I'm not sure I'd call that babying the car (as above I don't think many people drive like that, though it's fun and I like it too), but either way it makes things much more clear.

Reading your post again now after watching, I think something you might be missing is that if you have to throttle to the point of snap-oversteer to get the rear "rotation" characteristics you like, often the problem / reason for it getting to that point is that the car is understeering and doesn't actually have enough turn-in under smaller amounts of power (initially). Basically, the car understeers too much, then you keep increasing throttle to get rotation, and at this point you're at a much higher level of throttle than optimal - thus are much more likely to spin out.

I have two suggestions:
1. Decrease rear toe-in. Dillon71 mentioned this already, in my experience lots of stock buggies run too much. What happens here is the rear wants to stay very locked in and requires a LOT of throttle to break it free, at which point it's excessive and not a smooth transition in and out of the slide. JQ touches on this if you read his setup guides also. I'd back it off all the way to zero or minimum and work your way up, just to see if there's somewhere in the "less toe" spectrum which works for your needs.
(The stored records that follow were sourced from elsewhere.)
//! Uploaded static models and the per-frame instance list that draws them.

use std::rc::Rc;

use hashbrown::HashMap;
use voxmesh_geom::{Aabb, Vec3};
use voxmesh_mesh_cpu::{MeshError, ModelMeshCPU, ModelVertex, build_model_mesh};
use voxmesh_voxel::VoxelModel;

use crate::buffers::MeshBuffers;
use crate::chunk::set_light;
use crate::cull::{CullVolume, DynamicLight, ModelRenderParam, ViewState};
use crate::device::{BufferUsage, GpuDevice, ProgramId, UniformValue};
use crate::program::ProgramBindings;
use crate::resource::GpuTexture;

/// Vertex attributes and uniforms of the model programs, by shader name.
pub const MODEL_ATTRIBS: &[&str] = &["positionAttribute", "textureCoordAttribute", "normalAttribute"];
pub const SHADOW_ATTRIBS: &[&str] = &["positionAttribute", "normalAttribute"];
pub const MODEL_UNIFORMS: &[&str] = &[
    "modelOrigin",
    "texScale",
    "modelTexture",
    "modelPosition",
    "modelScale",
    "customColor",
    "modelOpacity",
    "dynamicLightOrigin",
    "dynamicLightRadius",
    "dynamicLightColor",
];

/// Texture unit of the model atlas; unit 0 holds the AO lookup texture.
const ATLAS_UNIT: u32 = 1;

/// Depth range squeezed for depth-hacked (first-person) instances.
const DEPTH_HACK_FAR: f32 = 0.1;

#[derive(Clone, Debug)]
pub struct ModelPrograms {
    pub sunlight: ProgramBindings,
    pub dlight: ProgramBindings,
    pub shadow_map: ProgramBindings,
}

impl ModelPrograms {
    pub fn link(device: &dyn GpuDevice, sunlight: ProgramId, dlight: ProgramId, shadow_map: ProgramId) -> Self {
        Self {
            sunlight: ProgramBindings::link(device, sunlight, MODEL_ATTRIBS, MODEL_UNIFORMS),
            dlight: ProgramBindings::link(device, dlight, MODEL_ATTRIBS, MODEL_UNIFORMS),
            shadow_map: ProgramBindings::link(device, shadow_map, SHADOW_ATTRIBS, MODEL_UNIFORMS),
        }
    }
}

/// A model meshed once and kept only on the device.
#[derive(Debug)]
pub struct OptimizedVoxelModel {
    buffers: Option<MeshBuffers>,
    texture: GpuTexture,
    origin: Vec3,
    dims: [usize; 3],
    bounds: Aabb,
    radius: f32,
}

impl OptimizedVoxelModel {
    pub fn new(device: &Rc<dyn GpuDevice>, model: &VoxelModel) -> Result<Self, MeshError> {
        Ok(Self::from_mesh(device, build_model_mesh(model)?))
    }

    /// Uploads `cpu`; its arrays are dropped afterwards.
    pub fn from_mesh(device: &Rc<dyn GpuDevice>, cpu: ModelMeshCPU) -> Self {
        let buffers = MeshBuffers::upload(device, &cpu.mesh, ModelVertex::LAYOUT, BufferUsage::StaticDraw);
        let texture = GpuTexture::from_bitmap(device, &cpu.atlas);
        Self {
            buffers,
            texture,
            origin: cpu.origin,
            dims: cpu.dims,
            bounds: cpu.bounds,
            radius: cpu.radius,
        }
    }

    #[inline]
    pub fn origin(&self) -> Vec3 {
        self.origin
    }

    #[inline]
    pub fn dims(&self) -> [usize; 3] {
        self.dims
    }

    #[inline]
    pub fn bounds(&self) -> Aabb {
        self.bounds
    }

    #[inline]
    pub fn radius(&self) -> f32 {
        self.radius
    }

    pub fn triangle_count(&self) -> usize {
        self.buffers.as_ref().map_or(0, |b| b.triangle_count())
    }

    pub fn buffers(&self) -> Option<&MeshBuffers> {
        self.buffers.as_ref()
    }

    pub fn texture(&self) -> &GpuTexture {
        &self.texture
    }

    fn begin(&self, device: &dyn GpuDevice, prog: &ProgramBindings, names: &[&str]) -> Option<Vec<u32>> {
        let buffers = self.buffers.as_ref()?;
        prog.use_program(device);
        let o = self.origin;
        prog.set(device, "modelOrigin", UniformValue::Vec3([o.x, o.y, o.z]));
        let (w, h) = self.texture.size();
        prog.set(device, "texScale", UniformValue::Vec2([1.0 / w as f32, 1.0 / h as f32]));
        prog.set(device, "modelTexture", UniformValue::Int(ATLAS_UNIT as i32));
        self.texture.bind(ATLAS_UNIT);
        Some(buffers.bind(device, prog, names))
    }

    fn end(device: &dyn GpuDevice, enabled: &[u32]) {
        MeshBuffers::unbind(device, enabled);
        device.bind_texture(ATLAS_UNIT, None);
    }

    fn set_instance(device: &dyn GpuDevice, prog: &ProgramBindings, p: &ModelRenderParam) {
        let pos = p.position;
        prog.set(device, "modelPosition", UniformValue::Vec3([pos.x, pos.y, pos.z]));
        prog.set(device, "modelScale", UniformValue::Float(p.scale));
    }

    fn draw(&self, device: &dyn GpuDevice) {
        if let Some(b) = self.buffers.as_ref() {
            b.draw(device);
        }
    }

    /// Returns the number of draw calls issued.
    pub fn render_shadow_map_pass(
        &self,
        device: &dyn GpuDevice,
        prog: &ProgramBindings,
        params: &[ModelRenderParam],
        cull: &dyn CullVolume,
    ) -> usize {
        let Some(enabled) = self.begin(device, prog, SHADOW_ATTRIBS) else {
            return 0;
        };
        let mut draws = 0;
        for p in params {
            if p.depth_hack || !p.cast_shadow || p.ghost {
                continue;
            }
            if !cull.sphere_visible(p.position, self.radius * p.scale) {
                continue;
            }
            Self::set_instance(device, prog, p);
            self.draw(device);
            draws += 1;
        }
        Self::end(device, &enabled);
        draws
    }

    /// Draws the instances whose ghost flag equals `ghost_pass`.
    pub fn render_sunlight_pass(
        &self,
        device: &dyn GpuDevice,
        prog: &ProgramBindings,
        params: &[ModelRenderParam],
        ghost_pass: bool,
        view: ViewState,
        cull: &dyn CullVolume,
    ) -> usize {
        let Some(enabled) = self.begin(device, prog, MODEL_ATTRIBS) else {
            return 0;
        };
        let mut draws = 0;
        for p in params {
            if view.mirror && p.depth_hack {
                continue;
            }
            if p.ghost != ghost_pass {
                continue;
            }
            if !cull.sphere_visible(p.position, self.radius * p.scale) {
                continue;
            }
            Self::set_instance(device, prog, p);
            let c = p.custom_color;
            prog.set(device, "customColor", UniformValue::Vec3([c.x, c.y, c.z]));
            prog.set(device, "modelOpacity", UniformValue::Float(p.opacity));
            if p.depth_hack {
                device.depth_range(0.0, DEPTH_HACK_FAR);
            }
            self.draw(device);
            if p.depth_hack {
                device.depth_range(0.0, 1.0);
            }
            draws += 1;
        }
        Self::end(device, &enabled);
        draws
    }

    /// One draw per (instance, light) pair whose spheres overlap.
    pub fn render_dynamic_light_pass(
        &self,
        device: &dyn GpuDevice,
        prog: &ProgramBindings,
        params: &[ModelRenderParam],
        lights: &[DynamicLight],
        view: ViewState,
        cull: &dyn CullVolume,
    ) -> usize {
        let Some(enabled) = self.begin(device, prog, MODEL_ATTRIBS) else {
            return 0;
        };
        let mut draws = 0;
        for p in params {
            if (view.mirror && p.depth_hack) || p.ghost {
                continue;
            }
            let rad = self.radius * p.scale;
            if !cull.sphere_visible(p.position, rad) {
                continue;
            }
            Self::set_instance(device, prog, p);
            let c = p.custom_color;
            prog.set(device, "customColor", UniformValue::Vec3([c.x, c.y, c.z]));
            if p.depth_hack {
                device.depth_range(0.0, DEPTH_HACK_FAR);
            }
            for light in lights {
                if !light.touches_sphere(p.position, rad) {
                    continue;
                }
                set_light(device, prog, light);
                self.draw(device);
                draws += 1;
            }
            if p.depth_hack {
                device.depth_range(0.0, 1.0);
            }
        }
        Self::end(device, &enabled);
        draws
    }
}

struct RenderModel {
    model: Rc<OptimizedVoxelModel>,
    params: Vec<ModelRenderParam>,
}

/// Per-frame instance list grouped by model. Holding an `Rc` keeps each
/// model alive until [`ModelRenderer::clear`].
pub struct ModelRenderer {
    device: Rc<dyn GpuDevice>,
    programs: ModelPrograms,
    models: Vec<RenderModel>,
    slots: HashMap<*const OptimizedVoxelModel, usize>,
    instances: usize,
}

impl ModelRenderer {
    pub fn new(device: Rc<dyn GpuDevice>, programs: ModelPrograms) -> Self {
        Self {
            device,
            programs,
            models: Vec::new(),
            slots: HashMap::new(),
            instances: 0,
        }
    }

    pub fn add_model(&mut self, model: &Rc<OptimizedVoxelModel>, param: ModelRenderParam) {
        let key = Rc::as_ptr(model);
        let slot = *self.slots.entry(key).or_insert_with(|| {
            self.models.push(RenderModel {
                model: Rc::clone(model),
                params: Vec::new(),
            });
            self.models.len() - 1
        });
        self.models[slot].params.push(param);
        self.instances += 1;
    }

    pub fn unique_models(&self) -> usize {
        self.models.len()
    }

    pub fn instance_count(&self) -> usize {
        self.instances
    }

    pub fn render_shadow_map_pass(&self, cull: &dyn CullVolume) -> usize {
        let device = self.device.as_ref();
        self.models
            .iter()
            .map(|m| m.model.render_shadow_map_pass(device, &self.programs.shadow_map, &m.params, cull))
            .sum()
    }

    pub fn render_sunlight_pass(&self, ghost_pass: bool, view: ViewState, cull: &dyn CullVolume) -> usize {
        let device = self.device.as_ref();
        self.models
            .iter()
            .map(|m| {
                m.model
                    .render_sunlight_pass(device, &self.programs.sunlight, &m.params, ghost_pass, view, cull)
            })
            .sum()
    }

    pub fn render_dynamic_light_pass(&self, lights: &[DynamicLight], view: ViewState, cull: &dyn CullVolume) -> usize {
        if lights.is_empty() {
            return 0;
        }
        let device = self.device.as_ref();
        self.models
            .iter()
            .map(|m| {
                m.model
                    .render_dynamic_light_pass(device, &self.programs.dlight, &m.params, lights, view, cull)
            })
            .sum()
    }

    /// Drops every instance and the renderer's model references.
    pub fn clear(&mut self) {
        log::trace!(
            "model renderer cleared: {} instances of {} models",
            self.instances,
            self.models.len()
        );
        self.models.clear();
        self.slots.clear();
        self.instances = 0;
    }
}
2. Check your PBS frontend's bump steer. I don't think you need to ditch your current car just yet, but PBS suspension does take a lot more tuning work to get a smooth bump steer curve without sacrificing droop. Set your droop, turn the wheels to full lock, and then cycle the suspension all the way to top out and bottom out. If the outside (cornering) wheel experiences much if any toe-out when fully compressed, it's likely reducing your useful steering as you load the buggy into a corner. This is caused by the steering turnbuckle not staying parallel with the suspension arms, and you can correct by adding spacers so that the link stays more parallel deeper in the travel. Better yet, using shorter knuckle-arms (then re-adjusting) can allow a longer turnbuckle which reduces the magnitude of the problem entirely. While doing all this, you want to maximise steering throw - which often happens at lower levels of ackermann. The inside wheel steering more doesn't help steer the buggy anywhere near as much as the outside wheel, so it's the outside that matters.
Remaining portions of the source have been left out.